The whole Pluto thing above seems a bit confused to me.

I would say that improved classifications *are* an advance, just not an advance in *knowledge*. After all, they do involve an element of convention and arbitrariness! Which is to say, they involve *decisions* -- and like any decision, they involve *tradeoffs*. An improved classification may be an advance, may be better on *net*, but it won't usually be better in *all* respects. Advances in *knowledge* do not share this feature, they do not involve tradeoffs or decisions!

So I don't see any problem with saying, yes, the new way may be better on net, but also it is a decision, not an advance in knowledge, and so we should keep in mind also its disadvantages and the advantages of the alternatives. Decisions are worth reconsidering occasionally.

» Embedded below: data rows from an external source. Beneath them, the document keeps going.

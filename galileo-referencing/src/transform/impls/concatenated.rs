use super::{check_buffers, check_point};
use crate::error::Result;
use crate::matrix::Matrix;
use crate::transform::{concatenate, MathTransform, Transform};
use std::sync::Arc;

/// Sequence of transforms applied one after another.
///
/// Steps are always elementary: a concatenated transform never contains another concatenated
/// transform as a step. Instances are created by [`concatenate`].
#[derive(Debug, Clone)]
pub struct ConcatenatedTransform {
    steps: Arc<[Transform]>,
}

impl ConcatenatedTransform {
    /// Caller guarantees that `steps` is flattened, has at least two elements and that the
    /// dimensions of consecutive steps match.
    pub(crate) fn new(steps: Vec<Transform>) -> Self {
        debug_assert!(steps.len() >= 2);
        debug_assert!(steps
            .iter()
            .all(|s| !matches!(s, Transform::Concatenated(_))));

        Self {
            steps: steps.into(),
        }
    }

    /// Elementary steps in application order.
    pub fn steps(&self) -> &[Transform] {
        &self.steps
    }

    fn first(&self) -> &Transform {
        &self.steps[0]
    }

    fn last(&self) -> &Transform {
        &self.steps[self.steps.len() - 1]
    }
}

impl PartialEq for ConcatenatedTransform {
    fn eq(&self, other: &Self) -> bool {
        self.steps == other.steps
    }
}

impl MathTransform for ConcatenatedTransform {
    fn source_dimensions(&self) -> usize {
        self.first().source_dimensions()
    }

    fn target_dimensions(&self) -> usize {
        self.last().target_dimensions()
    }

    fn transform(&self, src: &[f64], dst: &mut [f64]) -> Result<()> {
        check_buffers(self.source_dimensions(), self.target_dimensions(), src, dst)?;

        let mut current = src.to_vec();
        for step in self.steps.iter() {
            let mut next = vec![0.0; step.target_dimensions()];
            step.transform(&current, &mut next)?;
            current = next;
        }

        dst.copy_from_slice(&current);
        Ok(())
    }

    fn derivative(&self, point: &[f64]) -> Result<Matrix> {
        self.derivative_and_transform(point, None)
    }

    /// Coefficients of the whole chain if every step is linear.
    fn matrix(&self) -> Option<Matrix> {
        let mut steps = self.steps.iter();
        let mut matrix = steps.next()?.matrix()?;
        for step in steps {
            matrix = step.matrix()?.multiply(&matrix).ok()?;
        }

        Some(matrix)
    }

    fn inverse(&self) -> Result<Transform> {
        let mut steps = self.steps.iter().rev();
        let mut inverse = match steps.next() {
            Some(step) => step.inverse()?,
            None => return Ok(Transform::Concatenated(self.clone())),
        };
        for step in steps {
            inverse = concatenate(&inverse, &step.inverse()?)?;
        }

        Ok(inverse)
    }

    fn derivative_and_transform(&self, src: &[f64], dst: Option<&mut [f64]>) -> Result<Matrix> {
        check_point("derivative", self.source_dimensions(), src)?;

        let mut current = src.to_vec();
        let mut derivative = Matrix::identity(self.source_dimensions());
        for step in self.steps.iter() {
            let mut next = vec![0.0; step.target_dimensions()];
            let step_derivative = step.derivative_and_transform(&current, Some(&mut next))?;
            derivative = step_derivative.multiply(&derivative)?;
            current = next;
        }

        if let Some(dst) = dst {
            check_point("transform", self.target_dimensions(), dst)?;
            dst.copy_from_slice(&current);
        }

        Ok(derivative)
    }
}
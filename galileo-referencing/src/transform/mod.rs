//! Coordinate transforms (see [`Transform`]) and the functions that build and combine them.
//!
//! Linear transforms are created from their matrix with [`linear`], which picks the cheapest
//! representation able to reproduce the matrix. Transforms are chained with [`concatenate`].
//! Concatenations are kept flat, so [`Transform::steps`] always lists elementary transforms
//! only, whatever the order in which a chain was assembled.

mod factory;
pub mod impls;
mod traits;

pub use factory::{
    concatenate, concatenate3, derivative_and_transform, derivative_and_transform_in_place,
    identity, linear, linear_1d, matrix, scale, steps, translation,
};
pub use traits::MathTransform;

use crate::error::{ReferencingError, Result};
use crate::matrix::Matrix;
use impls::{
    AffineTransform2D, ConcatenatedTransform, CopyTransform, IdentityTransform, LinearTransform1D,
    ProjectiveTransform,
};
use std::fmt::{Display, Formatter};
use std::sync::Arc;

/// A coordinate transform.
///
/// Cloning is cheap: variants holding more than a few numbers share their data.
#[derive(Debug, Clone)]
pub enum Transform {
    /// Copies coordinates unchanged.
    Identity(IdentityTransform),
    /// `y = x * scale + offset`.
    Linear1D(LinearTransform1D),
    /// Affine transform of 2D points.
    Affine2D(AffineTransform2D),
    /// Selection or reordering of coordinates.
    Copy(CopyTransform),
    /// Affine or projective transform of any dimension.
    Projective(Arc<ProjectiveTransform>),
    /// Chain of elementary transforms.
    Concatenated(ConcatenatedTransform),
    /// Transform implemented outside of this crate.
    Custom(Arc<dyn MathTransform>),
}

macro_rules! dispatch {
    ($self:ident, $t:ident => $body:expr) => {
        match $self {
            Transform::Identity($t) => $body,
            Transform::Linear1D($t) => $body,
            Transform::Affine2D($t) => $body,
            Transform::Copy($t) => $body,
            Transform::Projective($t) => $body,
            Transform::Concatenated($t) => $body,
            Transform::Custom($t) => $body,
        }
    };
}

impl Transform {
    /// Wraps a transform implemented outside of this crate.
    pub fn custom(transform: impl MathTransform + 'static) -> Self {
        Self::Custom(Arc::new(transform))
    }

    /// Elementary steps of this transform: the flattened list for a concatenation, or a list
    /// containing only this transform otherwise.
    pub fn steps(&self) -> &[Transform] {
        match self {
            Transform::Concatenated(concatenated) => concatenated.steps(),
            other => std::slice::from_ref(other),
        }
    }

    /// Returns true if this transform is known to leave coordinates unchanged.
    pub fn is_identity(&self) -> bool {
        match self {
            Transform::Identity(_) => true,
            Transform::Custom(_) | Transform::Concatenated(_) => false,
            other => other.matrix().is_some_and(|m| m.is_identity()),
        }
    }

    /// Transforms a single value with a transform of one source and one target dimension.
    pub fn transform_1d(&self, x: f64) -> Result<f64> {
        match self {
            Transform::Identity(t) if t.source_dimensions() == 1 => Ok(x),
            Transform::Linear1D(t) => Ok(t.apply(x)),
            other => {
                let mut dst = [0.0];
                other.transform(&[x], &mut dst)?;
                Ok(dst[0])
            }
        }
    }

    /// Transforms a single point with a transform of two source and two target dimensions.
    pub fn transform_2d(&self, x: f64, y: f64) -> Result<(f64, f64)> {
        match self {
            Transform::Identity(t) if t.source_dimensions() == 2 => Ok((x, y)),
            Transform::Affine2D(t) => Ok(t.apply(x, y)),
            other => {
                let mut dst = [0.0; 2];
                other.transform(&[x, y], &mut dst)?;
                Ok((dst[0], dst[1]))
            }
        }
    }

    /// Transforms a sequence of points stored one after another in `src` and writes them into
    /// `dst`. Returns the number of transformed points.
    pub fn transform_points(&self, src: &[f64], dst: &mut [f64]) -> Result<usize> {
        let (source_dimensions, target_dimensions) =
            (self.source_dimensions(), self.target_dimensions());
        if source_dimensions == 0 || src.len() % source_dimensions != 0 {
            return Err(ReferencingError::SizeMismatch {
                expected: source_dimensions * (src.len() / source_dimensions.max(1)),
                actual: src.len(),
            });
        }

        let count = src.len() / source_dimensions;
        if dst.len() != count * target_dimensions {
            return Err(ReferencingError::SizeMismatch {
                expected: count * target_dimensions,
                actual: dst.len(),
            });
        }

        for (point, target) in src
            .chunks_exact(source_dimensions)
            .zip(dst.chunks_exact_mut(target_dimensions.max(1)))
        {
            self.transform(point, target)?;
        }

        Ok(count)
    }

    fn name(&self) -> &'static str {
        match self {
            Transform::Identity(_) => "Identity",
            Transform::Linear1D(_) => "Linear1D",
            Transform::Affine2D(_) => "Affine2D",
            Transform::Copy(_) => "Copy",
            Transform::Projective(t) if t.is_affine() => "Affine",
            Transform::Projective(_) => "Projective",
            Transform::Concatenated(_) => "Concatenated",
            Transform::Custom(_) => "Custom",
        }
    }
}

impl MathTransform for Transform {
    fn source_dimensions(&self) -> usize {
        dispatch!(self, t => t.source_dimensions())
    }

    fn target_dimensions(&self) -> usize {
        dispatch!(self, t => t.target_dimensions())
    }

    fn transform(&self, src: &[f64], dst: &mut [f64]) -> Result<()> {
        dispatch!(self, t => t.transform(src, dst))
    }

    fn derivative(&self, point: &[f64]) -> Result<Matrix> {
        dispatch!(self, t => t.derivative(point))
    }

    fn matrix(&self) -> Option<Matrix> {
        dispatch!(self, t => t.matrix())
    }

    fn inverse(&self) -> Result<Transform> {
        dispatch!(self, t => t.inverse())
    }

    fn derivative_and_transform(&self, src: &[f64], dst: Option<&mut [f64]>) -> Result<Matrix> {
        dispatch!(self, t => t.derivative_and_transform(src, dst))
    }
}

impl PartialEq for Transform {
    fn eq(&self, other: &Self) -> bool {
        match (self, other) {
            (Transform::Identity(a), Transform::Identity(b)) => a == b,
            (Transform::Linear1D(a), Transform::Linear1D(b)) => a == b,
            (Transform::Affine2D(a), Transform::Affine2D(b)) => a == b,
            (Transform::Copy(a), Transform::Copy(b)) => a == b,
            (Transform::Projective(a), Transform::Projective(b)) => a == b,
            (Transform::Concatenated(a), Transform::Concatenated(b)) => a == b,
            (Transform::Custom(a), Transform::Custom(b)) => {
                std::ptr::addr_eq(Arc::as_ptr(a), Arc::as_ptr(b))
            }
            _ => false,
        }
    }
}

impl Display for Transform {
    fn fmt(&self, f: &mut Formatter<'_>) -> std::fmt::Result {
        write!(
            f,
            "{}({} -> {})",
            self.name(),
            self.source_dimensions(),
            self.target_dimensions()
        )?;

        if let Transform::Concatenated(concatenated) = self {
            let steps: Vec<String> = concatenated.steps().iter().map(|s| s.to_string()).collect();
            write!(f, "[{}]", steps.join(", "))?;
        }

        Ok(())
    }
}
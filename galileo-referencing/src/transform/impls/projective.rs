use super::{check_buffers, check_point};
use crate::error::{ReferencingError, Result};
use crate::matrix::Matrix;
use crate::transform::{linear, MathTransform, Transform};
use nalgebra::DMatrix;

/// Transform defined by a matrix in homogeneous coordinates.
///
/// A matrix of `N+1` rows and `M+1` columns maps `M`-dimensional points to `N`-dimensional
/// points. When the last row is `[0, ..., 0, 1]` the transform is affine, otherwise every
/// output coordinate is divided by the value computed from the last row.
#[derive(Debug, Clone, PartialEq)]
pub struct ProjectiveTransform {
    matrix: Matrix,
    affine: bool,
}

impl ProjectiveTransform {
    /// Wraps the given matrix. Fails if the matrix has no rows or no columns.
    pub fn new(matrix: Matrix) -> Result<Self> {
        if matrix.rows() == 0 || matrix.columns() == 0 {
            return Err(ReferencingError::mismatched(
                "projective transform",
                1,
                matrix.rows().min(matrix.columns()),
            ));
        }

        let (last_row, last_column) = (matrix.rows() - 1, matrix.columns() - 1);
        let affine = (0..last_column).all(|c| matrix.at(last_row, c) == 0.0)
            && matrix.at(last_row, last_column) == 1.0;

        Ok(Self { matrix, affine })
    }

    /// Returns true if the last row of the matrix is `[0, ..., 0, 1]`.
    pub fn is_affine(&self) -> bool {
        self.affine
    }

    /// Writes the output coordinates into `dst` and returns the homogeneous divisor.
    fn evaluate(&self, src: &[f64], dst: &mut [f64]) -> f64 {
        let (last_row, last_column) = (self.matrix.rows() - 1, self.matrix.columns() - 1);
        let row_value = |row: usize| {
            src.iter()
                .enumerate()
                .fold(self.matrix.at(row, last_column), |acc, (c, v)| {
                    acc + self.matrix.at(row, c) * v
                })
        };

        let w = if self.affine {
            1.0
        } else {
            row_value(last_row)
        };
        for (row, target) in dst.iter_mut().enumerate() {
            *target = row_value(row) / w;
        }

        w
    }

    fn jacobian(&self, target: &[f64], w: f64) -> Matrix {
        let (last_row, last_column) = (self.matrix.rows() - 1, self.matrix.columns() - 1);
        Matrix::from(DMatrix::from_fn(last_row, last_column, |row, column| {
            if self.affine {
                self.matrix.at(row, column)
            } else {
                (self.matrix.at(row, column) - target[row] * self.matrix.at(last_row, column)) / w
            }
        }))
    }
}

impl MathTransform for ProjectiveTransform {
    fn source_dimensions(&self) -> usize {
        self.matrix.columns() - 1
    }

    fn target_dimensions(&self) -> usize {
        self.matrix.rows() - 1
    }

    fn transform(&self, src: &[f64], dst: &mut [f64]) -> Result<()> {
        check_buffers(self.source_dimensions(), self.target_dimensions(), src, dst)?;
        self.evaluate(src, dst);
        Ok(())
    }

    fn derivative(&self, point: &[f64]) -> Result<Matrix> {
        self.derivative_and_transform(point, None)
    }

    fn matrix(&self) -> Option<Matrix> {
        Some(self.matrix.clone())
    }

    fn inverse(&self) -> Result<Transform> {
        linear(&self.matrix.inverse()?)
    }

    fn derivative_and_transform(&self, src: &[f64], dst: Option<&mut [f64]>) -> Result<Matrix> {
        check_point("derivative", self.source_dimensions(), src)?;
        let mut target = vec![0.0; self.target_dimensions()];
        let w = self.evaluate(src, &mut target);
        let derivative = self.jacobian(&target, w);

        if let Some(dst) = dst {
            check_point("transform", self.target_dimensions(), dst)?;
            dst.copy_from_slice(&target);
        }

        Ok(derivative)
    }
}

And actually, while this isn't really the point, on the object-level question of how best to classify Pluto, I was convinced last year that actually yes Pluto (along with lots of other things -- although not *hundreds*, pretty sure, I think you are probably making a factual mistake there, it'd be more like dozens) really *should* be considered a planet, I wrote about it on DW here: https://sniffnoy.dreamwidth.org/572565.html (Note that this doesn't involve defending a 9-planet list, which is what I assume is meant by "2005 solar system ontology orthodoxy", because that is pretty indefensible, nostalgia being about the only advantage to it.)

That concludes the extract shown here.